Introduction
Communication technology has evolved from using telegraph, mail and telephone to the wide variety of social/communication tools that are available on the Internet today (Bargh & McKenna, 2004). The Internet allow users to perform tasks more than any previous communication tool can offer, including the ability to collaborate on tasks, social networking, sharing opinions to a public audience et cetera. For the purpose of supporting this reflective post, I will reflect mainly upon my usage on Facebook, with references to other websites such as Google, Friendster, Wikipedia and Xanga.
Background
Since Web 2.0 started to become popular, more users contributed content to the Internet, with content hosting services such as Flickr, Youtube, Picasa and .Mac allowing users to appropriate the Internet to a much higher level (March, Jacobs & Salvador, 2005). A newly emerging service, Facebook, is challenging a well-established player in the social-networking web industry, Friendster, offering an interactive experience to users with more games and features available than its competitor.
The following paragraph will provide a brief introduction to Facebook’s history. Facebook is a social-networking website founded by Mark Zuckerberg in 2004. It originated as being an intra-university student social networking website at the Harvard Univeristy and quickly expanded to cover most universities in the US and UK by 2005. Facebook further expanded to accept any users of the Internet by September 2006, which was criticised by some of the existing users in the academic community.
Unique features that brought Facebook to fame includes The Wall, Groups, Gifts, Marketplace, Pokes, Status, and the ability for external entities to create Applications using its API named “Facebook Platform”, these will be further reflected upon later in the report.
Focus
The focus of this article will be to reflect on the composition of social websites and issues surrounding the privacy of virtual spaces. A brief reflection will look at the future direction of these user-centric website merging with mobile computing, allowing the virtual portal to merge with social networks in the real world.
Reflection
In this section, I will first reflect on my perceived architecture of the current social web. This architecture applies to social spaces such as Facebook, MSN Spaces, MySpace or Friendster alike. Secondly, I will reflect on the privacy issues of virtual spaces, as current means of measuring publicity of these spaces are not adequate in knowing how public a space is and users’ awareness in the privacy concerns over their postings. Lastly, I will reflect on some interesting experiences in using mobile computing with these web applications.

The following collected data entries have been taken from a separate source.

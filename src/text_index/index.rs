//! Text Index service
//!
//! Document import and token lookups. Every import or delete is a single
//! transaction: a document is either fully indexed or absent.

use std::sync::Arc;

use serde::Serialize;

use crate::errors::{CoreError, CoreResult};
use crate::events::{AnnotationEvent, EventSink};
use crate::ids::DocumentId;
use crate::observability::{log_event_with_fields, Event, HealthCheck, ObservationScope};
use crate::storage::{Database, Mutation};

use super::layout::assign_indices;
use super::token::{join_tokens, Sentence, Token, TokenInput};

/// Summary of a completed import
#[derive(Debug, Clone, Copy, PartialEq, Eq, Serialize)]
pub struct IndexedDocument {
    pub document_id: DocumentId,
    pub sentences: usize,
    pub tokens: usize,
    pub max_global_index: u32,
}

pub struct TextIndex {
    db: Arc<Database>,
    events: Arc<dyn EventSink>,
    max_document_tokens: usize,
}

impl TextIndex {
    pub fn new(db: Arc<Database>, events: Arc<dyn EventSink>, max_document_tokens: usize) -> Self {
        Self {
            db,
            events,
            max_document_tokens,
        }
    }

    /// Import a tokenized document.
    ///
    /// Fails with `Validation` on empty input, an empty sentence, inverted
    /// offsets, more than `max_document_tokens` tokens, or a document that
    /// already has tokens (delete it first to re-index).
    pub fn index_document(
        &self,
        document_id: DocumentId,
        sentences: &[Vec<TokenInput>],
    ) -> CoreResult<IndexedDocument> {
        let doc = document_id.to_string();

        let tokens = match assign_indices(document_id, sentences, self.max_document_tokens) {
            Ok(tokens) => tokens,
            Err(e) => {
                log_event_with_fields(
                    Event::IndexDocumentRejected,
                    &[("document_id", &doc), ("reason", &e.to_string())],
                );
                return Err(e);
            }
        };

        let summary = IndexedDocument {
            document_id,
            sentences: sentences.len(),
            tokens: tokens.len(),
            max_global_index: tokens.last().map(|t| t.global_index).unwrap_or(0),
        };

        let scope = ObservationScope::with_fields(Event::IndexDocument, &[("document_id", &doc)]);

        let result = self.db.transaction_then(
            |txn| {
                if txn.tables().has_document(document_id) {
                    return Err(CoreError::validation(format!(
                        "document {} is already indexed",
                        document_id
                    )));
                }
                txn.apply(Mutation::InsertTokens {
                    document_id,
                    tokens,
                })?;
                Ok(())
            },
            |_| {
                self.events
                    .publish(AnnotationEvent::document_indexed(document_id))
            },
        );

        if let Err(e) = result {
            scope.fail(&e.to_string());
            return Err(e);
        }

        scope.complete_with_fields(&[
            ("sentences", &summary.sentences.to_string()),
            ("tokens", &summary.tokens.to_string()),
        ]);
        self.db.metrics().record_document_indexed(summary.tokens as u64);

        Ok(summary)
    }

    /// Tokens with `start <= global_index <= end`, in global order.
    ///
    /// `NotFound` if `start > end`. A range that hits no tokens returns an
    /// empty vector.
    pub fn get_tokens_in_range(
        &self,
        document_id: DocumentId,
        start: u32,
        end: u32,
    ) -> CoreResult<Vec<Token>> {
        if start > end {
            return Err(CoreError::not_found(format!(
                "empty range [{}, {}] in document {}",
                start, end, document_id
            )));
        }

        let tokens = self.db.read(|tables| {
            tables
                .tokens_in_range(document_id, start, end)
                .cloned()
                .collect::<Vec<_>>()
        })?;
        Ok(tokens)
    }

    /// Highest global index of the document, `None` if it has no tokens.
    pub fn get_max_global_index(&self, document_id: DocumentId) -> CoreResult<Option<u32>> {
        Ok(self.db.read(|tables| tables.max_global_index(document_id))?)
    }

    /// Remove every token of the document. Idempotent; returns the number
    /// of tokens removed.
    ///
    /// Mentions that pointed into the document are left in place and
    /// resolve as dangling from now on.
    pub fn delete_document(&self, document_id: DocumentId) -> CoreResult<usize> {
        let removed = self.db.transaction_then(
            |txn| {
                let count = txn.tables().token_count(document_id);
                if count > 0 {
                    txn.apply(Mutation::DeleteDocument { document_id })?;
                }
                Ok::<_, CoreError>(count)
            },
            |&removed: &usize| {
                if removed > 0 {
                    self.events
                        .publish(AnnotationEvent::document_deleted(document_id));
                }
            },
        )?;

        if removed > 0 {
            log_event_with_fields(
                Event::DocumentDeleted,
                &[
                    ("document_id", &document_id.to_string()),
                    ("tokens", &removed.to_string()),
                ],
            );
            self.db.metrics().increment_documents_deleted();
        }

        Ok(removed)
    }

    /// All sentences of the document in order. Empty if not indexed.
    pub fn get_sentences(&self, document_id: DocumentId) -> CoreResult<Vec<Sentence>> {
        let tokens: Vec<Token> = self.db.read(|tables| {
            tables.document_tokens(document_id).cloned().collect()
        })?;

        let mut sentences: Vec<Sentence> = Vec::new();
        for token in tokens {
            match sentences.last_mut() {
                Some(sentence) if sentence.sentence_index == token.sentence_index => {
                    sentence.tokens.push(token);
                }
                _ => sentences.push(Sentence {
                    document_id,
                    sentence_index: token.sentence_index,
                    tokens: vec![token],
                }),
            }
        }
        Ok(sentences)
    }

    pub fn get_sentence(&self, document_id: DocumentId, sentence_index: u32) -> CoreResult<Sentence> {
        let tokens: Vec<Token> = self.db.read(|tables| {
            tables
                .document_tokens(document_id)
                .filter(|t| t.sentence_index == sentence_index)
                .cloned()
                .collect()
        })?;

        if tokens.is_empty() {
            return Err(CoreError::not_found(format!(
                "sentence {} of document {}",
                sentence_index, document_id
            )));
        }

        Ok(Sentence {
            document_id,
            sentence_index,
            tokens,
        })
    }

    /// Look up a token by its sentence-local position.
    pub fn get_token(
        &self,
        document_id: DocumentId,
        sentence_index: u32,
        token_index: u32,
    ) -> CoreResult<Token> {
        self.db
            .read(|tables| tables.token_at(document_id, sentence_index, token_index).cloned())?
            .ok_or_else(|| {
                CoreError::not_found(format!(
                    "token ({}, {}) of document {}",
                    sentence_index, token_index, document_id
                ))
            })
    }

    pub fn token_count(&self, document_id: DocumentId) -> CoreResult<usize> {
        Ok(self.db.read(|tables| tables.token_count(document_id))?)
    }

    /// Token texts of `[start, end]` joined by single spaces.
    pub fn span_text(&self, document_id: DocumentId, start: u32, end: u32) -> CoreResult<String> {
        let tokens = self.get_tokens_in_range(document_id, start, end)?;
        Ok(join_tokens(&tokens))
    }
}

impl HealthCheck for TextIndex {
    fn name(&self) -> &str {
        "text_index"
    }

    fn is_healthy(&self) -> bool {
        self.db.read(|_| ()).is_ok()
    }
}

Topic 1: Composition of the Social Web
To my experiences in using social spaces such as Facebook and Friendster, there seems to exist a generic structure which forms the ‘socialness’ of the website. This structure is modelled around a real world social environment and includes having entities, relationships, spaces, social tools, social channels, social actions and time.
Entities: Within Facebook, each virtual identity, group or organisation is an entity having its own demographic and status information. This can be seen where each user having their own customisable user homepage, with their own profile page listing their demographic information, a “Groups” and “Status” function to allow grouping of users and displaying their current status to other users.
Relationships: Virtual identities can relate with other identities by creating virtual relationships. Facebook allows the relationship to be further detailed into categories, such as siblings, intimate relationships, attending similar educational institutions, working at the same organisations. This level of detail is not present in MSN Space or Friendster.
Spaces: Virtual Spaces are any webpages that a user visit or interact with other users within a social website. Examples from Facebook include: The Wall, User Profiles, Photo Gallery and Marketplace. These spaces can be set as private, thus allowing only invited guests to visit. However, the awareness of privacy for virtual spaces is not always made evident to users, as more will be reflected below.
Social Tools: These tools allow users to communicate in a more entertaining manner, allowing for more interactions by providing multiplayer games (eg. Texas Hold’em Poker), information sharing platforms (eg. Cities I’ve Visited) and the ability to send gifts to other users (eg. Gifts). The Facebook API allows the development of these social tools by external developers and listing them as “Applications” for uses to add, which increases the amount of these interactive tools significantly.
Social Channels: These channels perform as active information feeds to notify other users of the activities and status of a user. Facebook provides Mini Feeds, which reports on the actions that a user has performed, and Status, which displays other users’ self-reported status.
Social Actions: Facebook offers functions such as Poke and Hug to users, which essentially is just a standard text message transmitted to the targeted user. It aims to simulate such social actions that are performed in a real-world social setting between people, and provide a sense of physical proximity and casualness to the virtual space.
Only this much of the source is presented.